Exercise goal
From the data below, return each line in which the string "coordinates" is found.

*** Opening Data shown ***

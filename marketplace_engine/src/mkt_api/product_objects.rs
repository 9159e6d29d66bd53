use serde::{Deserialize, Serialize};

use crate::db_types::{Price, Product};

pub const DEFAULT_PAGE_LIMIT: i64 = 20;

/// Conjunctive product search criteria. Every field that is `Some` narrows the result set.
#[derive(Debug, Clone, Default, PartialEq, Eq, Serialize, Deserialize)]
#[serde(deny_unknown_fields)]
pub struct ProductQueryFilter {
    pub seller_id: Option<i64>,
    pub category_id: Option<i64>,
    pub min_price: Option<Price>,
    pub max_price: Option<Price>,
    pub is_active: Option<bool>,
    pub disposable: Option<bool>,
    /// Case-insensitive substring matched against the title or the description.
    pub search: Option<String>,
    pub limit: Option<i64>,
    pub offset: Option<i64>,
}

impl ProductQueryFilter {
    pub fn with_seller_id(mut self, seller_id: i64) -> Self {
        self.seller_id = Some(seller_id);
        self
    }

    pub fn with_category_id(mut self, category_id: i64) -> Self {
        self.category_id = Some(category_id);
        self
    }

    pub fn with_price_range(mut self, min: Option<Price>, max: Option<Price>) -> Self {
        self.min_price = min;
        self.max_price = max;
        self
    }

    pub fn with_active(mut self, is_active: bool) -> Self {
        self.is_active = Some(is_active);
        self
    }

    pub fn with_disposable(mut self, disposable: bool) -> Self {
        self.disposable = Some(disposable);
        self
    }

    pub fn with_search<S: Into<String>>(mut self, search: S) -> Self {
        self.search = Some(search.into());
        self
    }

    pub fn with_page(mut self, limit: i64, offset: i64) -> Self {
        self.limit = Some(limit);
        self.offset = Some(offset);
        self
    }

    /// The search term, if it contains anything other than whitespace.
    pub fn search_term(&self) -> Option<&str> {
        self.search.as_deref().map(str::trim).filter(|s| !s.is_empty())
    }

    pub fn has_conditions(&self) -> bool {
        self.seller_id.is_some() ||
            self.category_id.is_some() ||
            self.min_price.is_some() ||
            self.max_price.is_some() ||
            self.is_active.is_some() ||
            self.disposable.is_some() ||
            self.search_term().is_some()
    }

    pub fn page(&self) -> Pagination {
        Pagination::normalized(self.limit, self.offset, DEFAULT_PAGE_LIMIT)
    }
}

/// One page of product search results, with the total number of matches.
#[derive(Debug, Clone, PartialEq, Eq, Serialize, Deserialize)]
pub struct ProductPage {
    pub products: Vec<Product>,
    pub total: i64,
    pub limit: i64,
    pub offset: i64,
}

/// A normalized limit/offset pair.
#[derive(Debug, Clone, Copy, PartialEq, Eq)]
pub struct Pagination {
    pub limit: i64,
    pub offset: i64,
}

impl Pagination {
    /// A non-positive or missing limit becomes `default_limit`; a negative or missing offset becomes zero.
    pub fn normalized(limit: Option<i64>, offset: Option<i64>, default_limit: i64) -> Self {
        let limit = limit.filter(|l| *l > 0).unwrap_or(default_limit);
        let offset = offset.unwrap_or(0).max(0);
        Self { limit, offset }
    }
}
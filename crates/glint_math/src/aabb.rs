use crate::{Interval, Ray, Vec3};

/// Minimum extent of any box axis. Flat primitives such as quads still get a
/// box that rays can hit.
const MIN_EXTENT: f32 = 0.0001;

/// Axis-aligned bounding box used by the BVH and the instance wrappers.
///
/// Defined by three intervals, one per axis.
#[derive(Debug, Copy, Clone, PartialEq)]
pub struct Aabb {
    pub x: Interval,
    pub y: Interval,
    pub z: Interval,
}

impl Aabb {
    pub const EMPTY: Aabb = Aabb {
        x: Interval::EMPTY,
        y: Interval::EMPTY,
        z: Interval::EMPTY,
    };

    pub const UNIVERSE: Aabb = Aabb {
        x: Interval::UNIVERSE,
        y: Interval::UNIVERSE,
        z: Interval::UNIVERSE,
    };

    /// Create a new AABB from three intervals, padding degenerate axes.
    pub fn new(x: Interval, y: Interval, z: Interval) -> Self {
        let mut aabb = Self { x, y, z };
        aabb.pad_to_minimums();
        aabb
    }

    /// Create an AABB from two corner points given in any order.
    pub fn from_points(a: Vec3, b: Vec3) -> Self {
        Self::new(
            Interval::new(a.x.min(b.x), a.x.max(b.x)),
            Interval::new(a.y.min(b.y), a.y.max(b.y)),
            Interval::new(a.z.min(b.z), a.z.max(b.z)),
        )
    }

    /// Create an AABB that surrounds two other AABBs.
    pub fn surrounding(box0: &Aabb, box1: &Aabb) -> Self {
        Self {
            x: Interval::surrounding(&box0.x, &box1.x),
            y: Interval::surrounding(&box0.y, &box1.y),
            z: Interval::surrounding(&box0.z, &box1.z),
        }
    }

    /// Get the interval for a specific axis (0=X, 1=Y, 2=Z).
    pub fn axis_interval(&self, n: usize) -> Interval {
        match n {
            0 => self.x,
            1 => self.y,
            _ => self.z,
        }
    }

    /// Corner with the smallest coordinates.
    pub fn min(&self) -> Vec3 {
        Vec3::new(self.x.min, self.y.min, self.z.min)
    }

    /// Corner with the largest coordinates.
    pub fn max(&self) -> Vec3 {
        Vec3::new(self.x.max, self.y.max, self.z.max)
    }

    /// All eight corners, ordered by the (x, y, z) bit pattern of the index.
    pub fn corners(&self) -> [Vec3; 8] {
        let mut corners = [Vec3::ZERO; 8];
        for (i, corner) in corners.iter_mut().enumerate() {
            *corner = Vec3::new(
                if i & 1 == 0 { self.x.min } else { self.x.max },
                if i & 2 == 0 { self.y.min } else { self.y.max },
                if i & 4 == 0 { self.z.min } else { self.z.max },
            );
        }
        corners
    }

    /// True if `other` lies entirely inside this box.
    pub fn encloses(&self, other: &Aabb) -> bool {
        self.x.encloses(&other.x) && self.y.encloses(&other.y) && self.z.encloses(&other.z)
    }

    /// True if the point lies inside the box (inclusive).
    pub fn contains_point(&self, p: Vec3) -> bool {
        self.x.contains(p.x) && self.y.contains(p.y) && self.z.contains(p.z)
    }

    /// Test if a ray intersects this AABB within the given interval.
    ///
    /// Slab method: the parameter window is narrowed axis by axis and the
    /// test fails as soon as it closes.
    pub fn hit(&self, r: &Ray, mut ray_t: Interval) -> bool {
        for axis in 0..3 {
            let slab = self.axis_interval(axis);
            let adinv = 1.0 / r.direction[axis];

            let mut t0 = (slab.min - r.origin[axis]) * adinv;
            let mut t1 = (slab.max - r.origin[axis]) * adinv;
            if adinv < 0.0 {
                std::mem::swap(&mut t0, &mut t1);
            }

            ray_t.min = t0.max(ray_t.min);
            ray_t.max = t1.min(ray_t.max);
            if ray_t.max <= ray_t.min {
                return false;
            }
        }

        true
    }

    /// Translate (move) the AABB by an offset vector.
    pub fn translate(&self, offset: Vec3) -> Aabb {
        Aabb::new(
            self.x.offset(offset.x),
            self.y.offset(offset.y),
            self.z.offset(offset.z),
        )
    }

    /// Pad intervals to avoid zero-width AABBs (degenerate cases).
    fn pad_to_minimums(&mut self) {
        if self.x.size() < MIN_EXTENT {
            self.x = self.x.expand(MIN_EXTENT);
        }
        if self.y.size() < MIN_EXTENT {
            self.y = self.y.expand(MIN_EXTENT);
        }
        if self.z.size() < MIN_EXTENT {
            self.z = self.z.expand(MIN_EXTENT);
        }
    }
}

impl Default for Aabb {
    fn default() -> Self {
        Self::EMPTY
    }
}
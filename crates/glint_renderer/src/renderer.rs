//! Core path tracing integrator.
//!
//! Implements Monte Carlo path tracing with:
//! - Recursive ray tracing bounded by the camera's maximum depth
//! - Anti-aliasing via jittered multi-sampling
//! - Gamma correction on output

use crate::{Camera, HitRecord, Hittable};
use glint_core::Color;
use glint_math::{Interval, Ray};
use rand::RngCore;

/// Lower bound on secondary hit distances, so a scattered ray does not
/// re-hit the surface it left.
pub const SELF_INTERSECTION_EPSILON: f32 = 0.001;

/// Compute the radiance carried back along a ray.
///
/// `depth` is the number of bounces left; at zero the path contributes
/// nothing.
pub fn ray_color(
    ray: &Ray,
    world: &dyn Hittable,
    depth: u32,
    camera: &Camera,
    rng: &mut dyn RngCore,
) -> Color {
    if depth == 0 {
        return Color::ZERO;
    }

    let mut rec = HitRecord::default();
    if !world.hit(
        ray,
        Interval::new(SELF_INTERSECTION_EPSILON, f32::INFINITY),
        &mut rec,
        rng,
    ) {
        return camera.background(ray);
    }

    let emission = rec.material.emitted(rec.u, rec.v, rec.p);

    match rec.material.scatter(ray, &rec, rng) {
        Some(result) => {
            let scattered_color = ray_color(&result.scattered, world, depth - 1, camera, rng);
            emission + result.attenuation * scattered_color
        }
        // Absorbed
        None => emission,
    }
}

/// Render a single pixel as the mean of its samples (linear color).
pub fn render_pixel(
    camera: &Camera,
    world: &dyn Hittable,
    x: u32,
    y: u32,
    rng: &mut dyn RngCore,
) -> Color {
    let mut pixel_color = Color::ZERO;

    for _ in 0..camera.samples_per_pixel() {
        let ray = camera.get_ray(x, y, rng);
        pixel_color += ray_color(&ray, world, camera.max_depth(), camera, rng);
    }

    pixel_color * camera.samples_scale()
}

/// Apply gamma correction (gamma = 2.0).
#[inline]
pub fn linear_to_gamma(linear: f32) -> f32 {
    if linear > 0.0 {
        linear.sqrt()
    } else {
        0.0
    }
}

/// Convert a linear color to 8-bit RGB.
///
/// Channels are gamma corrected and clamped to [0, 0.999] before scaling,
/// so 1.0 maps to 255.
pub fn color_to_rgb(color: Color) -> [u8; 3] {
    let intensity = Interval::new(0.0, 0.999);
    let to_byte = |c: f32| (256.0 * intensity.clamp(linear_to_gamma(c))) as u8;
    [to_byte(color.x), to_byte(color.y), to_byte(color.z)]
}

/// Row-major buffer of linear pixel colors.
#[derive(Debug, Clone)]
pub struct ImageBuffer {
    pub width: u32,
    pub height: u32,
    pub pixels: Vec<Color>,
}

impl ImageBuffer {
    /// Create a new image buffer filled with black.
    pub fn new(width: u32, height: u32) -> Self {
        Self {
            width,
            height,
            pixels: vec![Color::ZERO; width as usize * height as usize],
        }
    }

    fn index(&self, x: u32, y: u32) -> usize {
        y as usize * self.width as usize + x as usize
    }

    /// Get the pixel at (x, y).
    pub fn get(&self, x: u32, y: u32) -> Color {
        self.pixels[self.index(x, y)]
    }

    /// Set the pixel at (x, y).
    pub fn set(&mut self, x: u32, y: u32, color: Color) {
        let i = self.index(x, y);
        self.pixels[i] = color;
    }

    /// Copy a row-major block of `width` x `height` pixels with its
    /// top-left corner at (x, y).
    pub fn write_region(&mut self, x: u32, y: u32, width: u32, block: &[Color]) {
        for (row, line) in block.chunks(width as usize).enumerate() {
            let start = self.index(x, y + row as u32);
            self.pixels[start..start + line.len()].copy_from_slice(line);
        }
    }

    /// Convert to display RGB triples.
    pub fn to_rgb8(&self) -> Vec<[u8; 3]> {
        self.pixels.iter().map(|c| color_to_rgb(*c)).collect()
    }
}

/// Render the entire scene on the calling thread.
///
/// Pixels are visited row by row from the top, all drawing from `rng`.
pub fn render(camera: &Camera, world: &dyn Hittable, rng: &mut dyn RngCore) -> ImageBuffer {
    let width = camera.image_width();
    let height = camera.image_height();
    let mut image = ImageBuffer::new(width, height);

    for y in 0..height {
        for x in 0..width {
            let color = render_pixel(camera, world, x, y, rng);
            image.set(x, y, color);
        }
    }

    image
}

*** Closing Data shown ***

Exercise answer
    /// Corner with the smallest coordinates.
    /// Corner with the largest coordinates.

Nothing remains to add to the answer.